Chapter 3 proposed an *inter accelerator pipelining (IAP)* on a multiple mixed CPU-GPU platform. IAP is a special case of task level pipelining and all tasks within inter/intra-node run in a pipelined manner. Each stage of IAP corresponds with assigned tasks on each GPU. IAP is suitable for stream computing applications such as computational fluid dynamic or image processing. Note that IAP does not replace data level parallel implementation but complements it. Although IAP can be applied to an ordinary multiple CPU-GPU platform, data transfer among nodes degrades the total performance. The TCA cluster, that enables the ultra low latency direct communication among multiple GPUs within the cluster from the University of Tsukuba, is adopted. On TCA, this thesis shows that the processing time of simple image filtering can be made shorter than that of an ordinary CPU-GPU platform.

IAP is applicable in many stream computation applications, but the applicability of IAP must be studied in more detail. For example, the break-even point of communication latency and processing time of each task to automatically divide the stage.

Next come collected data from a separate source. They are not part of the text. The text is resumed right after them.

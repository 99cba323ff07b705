use std::io;
use std::sync::Arc;

use geojson::{Feature, FeatureCollection, GeoJson, Geometry, JsonObject, JsonValue};

use log::debug;

use serde::Deserialize;

use smartstring::alias::{String as SmartString};

use super::cases::WeeklyCaseRecord;
use super::error::{Error, Result};
use super::names::{CanonicalKey, Jurisdiction, JurisdictionAliases, RegionKey};
use super::normalize::Normalizer;


#[derive(Debug, Clone, Deserialize)]
pub struct GeometrySchema {
	#[serde(default = "default_name_property")]
	pub name_property: String,
	#[serde(default = "default_jurisdiction_property")]
	pub jurisdiction_property: String,
	#[serde(default)]
	pub drop_properties: Vec<String>,
}

fn default_name_property() -> String {
	"ENGNAME".into()
}

fn default_jurisdiction_property() -> String {
	"PRUID".into()
}

impl Default for GeometrySchema {
	fn default() -> Self {
		Self{
			name_property: default_name_property(),
			jurisdiction_property: default_jurisdiction_property(),
			drop_properties: Vec::new(),
		}
	}
}


#[derive(Debug, Clone)]
pub struct RegionGeometry {
	pub jurisdiction: Jurisdiction,
	pub name: SmartString,
	pub key: CanonicalKey,
	pub geometry: Option<Geometry>,
	pub properties: JsonObject,
}

impl RegionGeometry {
	pub fn region_key(&self) -> RegionKey {
		(self.jurisdiction.clone(), self.key.clone())
	}
}


fn property_str(properties: &JsonObject, name: &str) -> Option<String> {
	match properties.get(name)? {
		JsonValue::String(s) => Some(s.clone()),
		JsonValue::Number(n) => Some(n.to_string()),
		_ => None,
	}
}

fn read_collection<R: io::Read>(mut r: R) -> Result<FeatureCollection> {
	let mut s = String::new();
	r.read_to_string(&mut s)?;
	Ok(s.parse::<FeatureCollection>()?)
}

fn write_collection<W: io::Write>(mut w: W, features: Vec<Feature>) -> Result<()> {
	let collection: FeatureCollection = features.into_iter().collect();
	w.write_all(GeoJson::from(collection).to_string().as_bytes())?;
	Ok(())
}


pub fn load_regions<R: io::Read>(
		r: R,
		schema: &GeometrySchema,
		aliases: &JurisdictionAliases,
		normalizer: &Normalizer,
) -> Result<Vec<Arc<RegionGeometry>>> {
	let collection = read_collection(r)?;
	let mut result = Vec::with_capacity(collection.features.len());
	for (i, feature) in collection.features.into_iter().enumerate() {
		let mut properties = feature.properties.unwrap_or_default();
		let name = property_str(&properties, &schema.name_property).ok_or_else(|| Error::MissingProperty{
			feature: i,
			property: schema.name_property.clone(),
		})?;
		let jurisdiction = property_str(&properties, &schema.jurisdiction_property).ok_or_else(|| Error::MissingProperty{
			feature: i,
			property: schema.jurisdiction_property.clone(),
		})?;
		for p in schema.drop_properties.iter() {
			properties.remove(p);
		}
		result.push(Arc::new(RegionGeometry{
			jurisdiction: aliases.canonical(&jurisdiction),
			key: normalizer.normalize(&name),
			name: name.into(),
			geometry: feature.geometry,
			properties,
		}));
	}
	debug!("loaded {} region geometries", result.len());
	Ok(result)
}


pub struct MergedRecord<'a> {
	pub case: &'a WeeklyCaseRecord,
	pub key: &'a CanonicalKey,
	pub region: &'a RegionGeometry,
}

impl<'a> MergedRecord<'a> {
	pub fn to_feature(&self) -> Feature {
		let mut properties = self.region.properties.clone();
		properties.insert("province".into(), self.case.province.as_str().into());
		properties.insert("health_region".into(), self.case.health_region.as_str().into());
		properties.insert("clean_name".into(), self.key.to_string().into());
		properties.insert("date_report".into(), self.case.date_report.to_string().into());
		properties.insert("cases".into(), self.case.cases.into());
		Feature{
			bbox: None,
			geometry: self.region.geometry.clone(),
			id: None,
			properties: Some(properties),
			foreign_members: None,
		}
	}
}

pub fn write_merged<W: io::Write>(w: W, records: &[MergedRecord]) -> Result<()> {
	write_collection(w, records.iter().map(|r| r.to_feature()).collect())
}


#[derive(Debug, Clone)]
pub struct MergedFeature {
	pub key: RegionKey,
	pub feature: Feature,
}

pub fn load_merged<R: io::Read>(r: R) -> Result<Vec<MergedFeature>> {
	let collection = read_collection(r)?;
	let mut result = Vec::with_capacity(collection.features.len());
	for (i, feature) in collection.features.into_iter().enumerate() {
		let (province, clean_name) = {
			let properties = feature.properties.as_ref();
			let get = |name: &str| properties.and_then(|p| property_str(p, name)).ok_or_else(|| Error::MissingProperty{
				feature: i,
				property: name.into(),
			});
			(get("province")?, get("clean_name")?)
		};
		result.push(MergedFeature{
			key: (province.into(), clean_name.into()),
			feature,
		});
	}
	Ok(result)
}

pub fn write_features<W: io::Write>(w: W, features: Vec<Feature>) -> Result<()> {
	write_collection(w, features)
}


#[cfg(test)]
mod tests {
	use super::*;

	use chrono::NaiveDate;

	use crate::normalize::{MatchMode, RuleSetSpec, RuleSpec};

	static BOUNDARIES: &'static str = r#"{
		"type": "FeatureCollection",
		"features": [
			{"type": "Feature", "geometry": {"type": "Point", "coordinates": [-79.4, 43.7]},
			 "properties": {"ENGNAME": "City of Toronto Health Unit", "PRUID": 35, "TotalPop20": 2900000}},
			{"type": "Feature", "geometry": null,
			 "properties": {"ENGNAME": "Fraser Health", "PRUID": "59", "TotalPop20": 1900000}}
		]
	}"#;

	fn normalizer() -> Normalizer {
		Normalizer::compile("boundaries", &RuleSetSpec{
			rules: vec![
				RuleSpec::strip(MatchMode::Literal, " Health Unit"),
				RuleSpec::strip(MatchMode::Literal, "City of "),
				RuleSpec::rename("Fraser Health", "Fraser"),
			],
			..Default::default()
		}).unwrap()
	}

	fn aliases() -> JurisdictionAliases {
		let mut a = JurisdictionAliases::new();
		a.insert("35", "Ontario");
		a.insert("59", "BC");
		a
	}

	fn schema() -> GeometrySchema {
		GeometrySchema{
			drop_properties: vec!["TotalPop20".into()],
			..Default::default()
		}
	}

	#[test]
	fn regions_are_normalized_on_load() {
		let regions = load_regions(BOUNDARIES.as_bytes(), &schema(), &aliases(), &normalizer()).unwrap();
		assert_eq!(regions.len(), 2);
		assert_eq!(regions[0].region_key(), ("Ontario".into(), "Toronto".into()));
		assert_eq!(regions[1].region_key(), ("BC".into(), "Fraser".into()));
		assert!(regions[0].geometry.is_some());
		assert!(regions[1].geometry.is_none());
		assert!(!regions[0].properties.contains_key("TotalPop20"));
		assert!(regions[0].properties.contains_key("ENGNAME"));
	}

	#[test]
	fn missing_name_is_an_error() {
		let data = r#"{"type": "FeatureCollection", "features": [
			{"type": "Feature", "geometry": null, "properties": {"PRUID": 35}}
		]}"#;
		match load_regions(data.as_bytes(), &schema(), &aliases(), &normalizer()) {
			Err(Error::MissingProperty{feature: 0, property}) => assert_eq!(property, "ENGNAME"),
			other => panic!("unexpected result: {:?}", other.map(|v| v.len())),
		}
	}

	#[test]
	fn merged_features_read_back() {
		let regions = load_regions(BOUNDARIES.as_bytes(), &schema(), &aliases(), &normalizer()).unwrap();
		let case = WeeklyCaseRecord{
			province: "Ontario".into(),
			health_region: "Toronto".into(),
			date_report: NaiveDate::from_ymd_opt(2020, 7, 27).unwrap(),
			cases: 15,
		};
		let records = vec![MergedRecord{
			case: &case,
			key: &regions[0].key,
			region: &regions[0],
		}];
		let mut buf = Vec::new();
		write_merged(&mut buf, &records).unwrap();

		let merged = load_merged(&buf[..]).unwrap();
		assert_eq!(merged.len(), 1);
		assert_eq!(merged[0].key, ("Ontario".into(), "Toronto".into()));
		let props = merged[0].feature.properties.as_ref().unwrap();
		assert_eq!(props.get("cases"), Some(&JsonValue::from(15)));
		assert_eq!(props.get("date_report"), Some(&JsonValue::from("2020-07-27")));
		assert!(merged[0].feature.geometry.is_some());
	}
}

#### 5.1.3 Toolchain for Mixed Software Hardware Pipeline on a CPU-FPGA Platform

Chapter 4 explained features of Courier-FPGA in detail. The target platform of Courier-FPGA is a mixed CPU-FPGA platform. The main contribution of Courier-FPGA is building a mixed software hardware pipeline on the platform by using a *Pipeline Generator* and Function Off-loader. Courier-FPGA shares Frontend and Courier IR with original Courier. Analyzed processing flow is divided into some tasks, and each task is assigned to each stage of the pipeline. Even if the corresponding hardware modules do not exist, Courier-FPGA can shorten the processing time by pipelining the processing flow. The pipeline is controlled by a master thread and can have software functions on a CPU and hardware modules on an FPGA. A key point of the Pipeline Generator is balancing of each stage. By using the actual information of processing time collected by Frontend, the Pipeline Generator builds a balanced pipeline and makes the best use of this platform. Practical case studies are conducted to confirm the applicability of Courier-FPGA in Section 4.4. Three applications are accelerated on a mixed CPU-FPGA platform.

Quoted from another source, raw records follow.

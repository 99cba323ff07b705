use std::collections::BTreeSet;
use std::io;

use chrono::{Duration, NaiveDate, Weekday};

use log::info;

use serde::{de, Deserialize, Deserializer, Serialize};

use smartstring::alias::{String as SmartString};

use super::error::Result;
use super::progress::{CountMeter, ProgressSink};
use super::timeseries::TimeSeries;


pub type CaseKey = (SmartString, SmartString);


// dd-mm-yyyy in the published series, ISO in files written here
fn case_date_compat<'de, D>(deserializer: D) -> std::result::Result<NaiveDate, D::Error>
	where D: Deserializer<'de>
{
	let s = String::deserialize(deserializer)?;
	let s = s.trim();
	if s.len() != 10 {
		return Err(de::Error::custom("invalid length for date, must be 10 bytes"))
	}
	if s.as_bytes()[2] == b'-' {
		NaiveDate::parse_from_str(s, "%d-%m-%Y").map_err(de::Error::custom)
	} else {
		s.parse::<NaiveDate>().map_err(de::Error::custom)
	}
}


#[derive(Debug, Clone, PartialEq, Eq, Deserialize, Serialize)]
pub struct CaseRecord {
	pub province: SmartString,
	pub health_region: SmartString,
	#[serde(deserialize_with = "case_date_compat")]
	pub date_report: NaiveDate,
	pub cases: i64,
	#[serde(default)]
	pub cumulative_cases: Option<i64>,
}

#[derive(Debug, Clone, PartialEq, Eq, Deserialize, Serialize)]
pub struct WeeklyCaseRecord {
	pub province: SmartString,
	pub health_region: SmartString,
	#[serde(deserialize_with = "case_date_compat")]
	pub date_report: NaiveDate,
	pub cases: i64,
}


pub fn load_case_records<R: io::Read, S: ProgressSink + ?Sized>(s: &mut S, r: R) -> Result<Vec<CaseRecord>> {
	let mut r = csv::Reader::from_reader(r);
	let mut pm = CountMeter::new(s, 10000);
	let mut result = Vec::new();
	for row in r.deserialize() {
		let rec: CaseRecord = row?;
		result.push(rec);
		pm.tick();
	}
	pm.finish();
	Ok(result)
}

pub fn load_weekly<R: io::Read>(r: R) -> Result<Vec<WeeklyCaseRecord>> {
	let mut r = csv::Reader::from_reader(r);
	let mut result = Vec::new();
	for row in r.deserialize::<WeeklyCaseRecord>() {
		result.push(row?);
	}
	Ok(result)
}


pub fn aggregate_weekly(records: &[CaseRecord], cutoff: NaiveDate, anchor: Weekday) -> Vec<WeeklyCaseRecord> {
	let last = match records.iter().map(|r| r.date_report).max() {
		Some(d) if d >= cutoff => d,
		_ => return Vec::new(),
	};
	let mut ts: TimeSeries<CaseKey, i64> = TimeSeries::new(cutoff, last + Duration::days(1));
	let mut dropped = 0;
	for rec in records.iter() {
		if !ts.add_at((rec.province.clone(), rec.health_region.clone()), rec.date_report, rec.cases) {
			dropped += 1;
		}
	}
	info!("aggregating {} records into weeks, {} records before {} dropped", records.len() - dropped, dropped, cutoff);

	let keys: BTreeSet<&CaseKey> = ts.keys().collect();
	let mut result = Vec::new();
	for k in keys.into_iter() {
		for (week, cases) in ts.weekly(k, anchor).into_iter() {
			result.push(WeeklyCaseRecord{
				province: k.0.clone(),
				health_region: k.1.clone(),
				date_report: week,
				cases,
			});
		}
	}
	result
}


pub fn write_records<W: io::Write, T: Serialize>(w: W, records: &[T]) -> Result<()> {
	let mut w = csv::Writer::from_writer(w);
	for rec in records.iter() {
		w.serialize(rec)?;
	}
	w.flush()?;
	Ok(())
}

A mixed software hardware pipeline successfully shortens the processing time, but there are some limitations. One is that the number of threads that can be run in parallel depends on the number of

logical threads of CPU. In the case of Zynq by Xilinx, it is two. I think that this limitation will be relaxed soon since we can obtain a ARM CPU that has four or more logical threads now. Another limitation is how to reduce the pressure on a CPU-FPGA bus. Embedded platforms often do not have powerful bus bandwidth. The bus usage needs to be maximized when the number of hardware modules increases.

#### 5.2 Concluding Remarks

Heterogeneous platforms have become important in many area. In a scientific computation domain that requires a lot of processing power, a mixed CPU-GPU platform is going to make up an important share. In an embedded device domain that requires a power efficient system, a mixed CPU-FPGA platform has been developed. Many applications, not only compute-intensive ones but also data-intensive ones, can be accelerated on such platforms. However, although a mixed CPU-GPU platform and a mixed CPU-FPGA platform are different, they share the fundamental idea of off-loading time consuming parts onto accelerators and shortening the total processing time. Application acceleration on such platforms is a specialized task. Although many studies have been done to alleviate programmers burden, application acceleration is still difficult for non-expert users. Furthermore, if the programmers cannot access the original source code, acceleration is almost impossible. Against this background, the demand for simplifying the work-flow of application acceleration has increased.

This thesis proposed two toolchains for application acceleration: *Courier* and *Courier-FPGA*. Both toolchains are intended for non-expert users who do not have expertise in or special knowledge of target heterogeneous platforms. It is also proposed that an inter-accelerator pipeline (IAP) on a multiple mixed CPU-GPU platform. IAP forms a task level pipeline among multiple GPUs. Courier is designed to automatically analyze specific functions and data in a running binary and replace functions with corresponding accelerator functions if possible. The target platforms are a single mixed CPU-GPU platform and a multiple mixed CPU-GPU platforms. Courier-FPGA is based on Courier, but the target platform is a single mixed CPU-FPGA platform. It builds a function-level pipeline structure between the hardware modules on an FPGA and software functions on a CPU automatically. IAP provides yet another implementation methodology for stream computation applications on a multiple CPU-GPU platform. Each task assigned to each GPU among intra/inter-node works in a pipelined manner.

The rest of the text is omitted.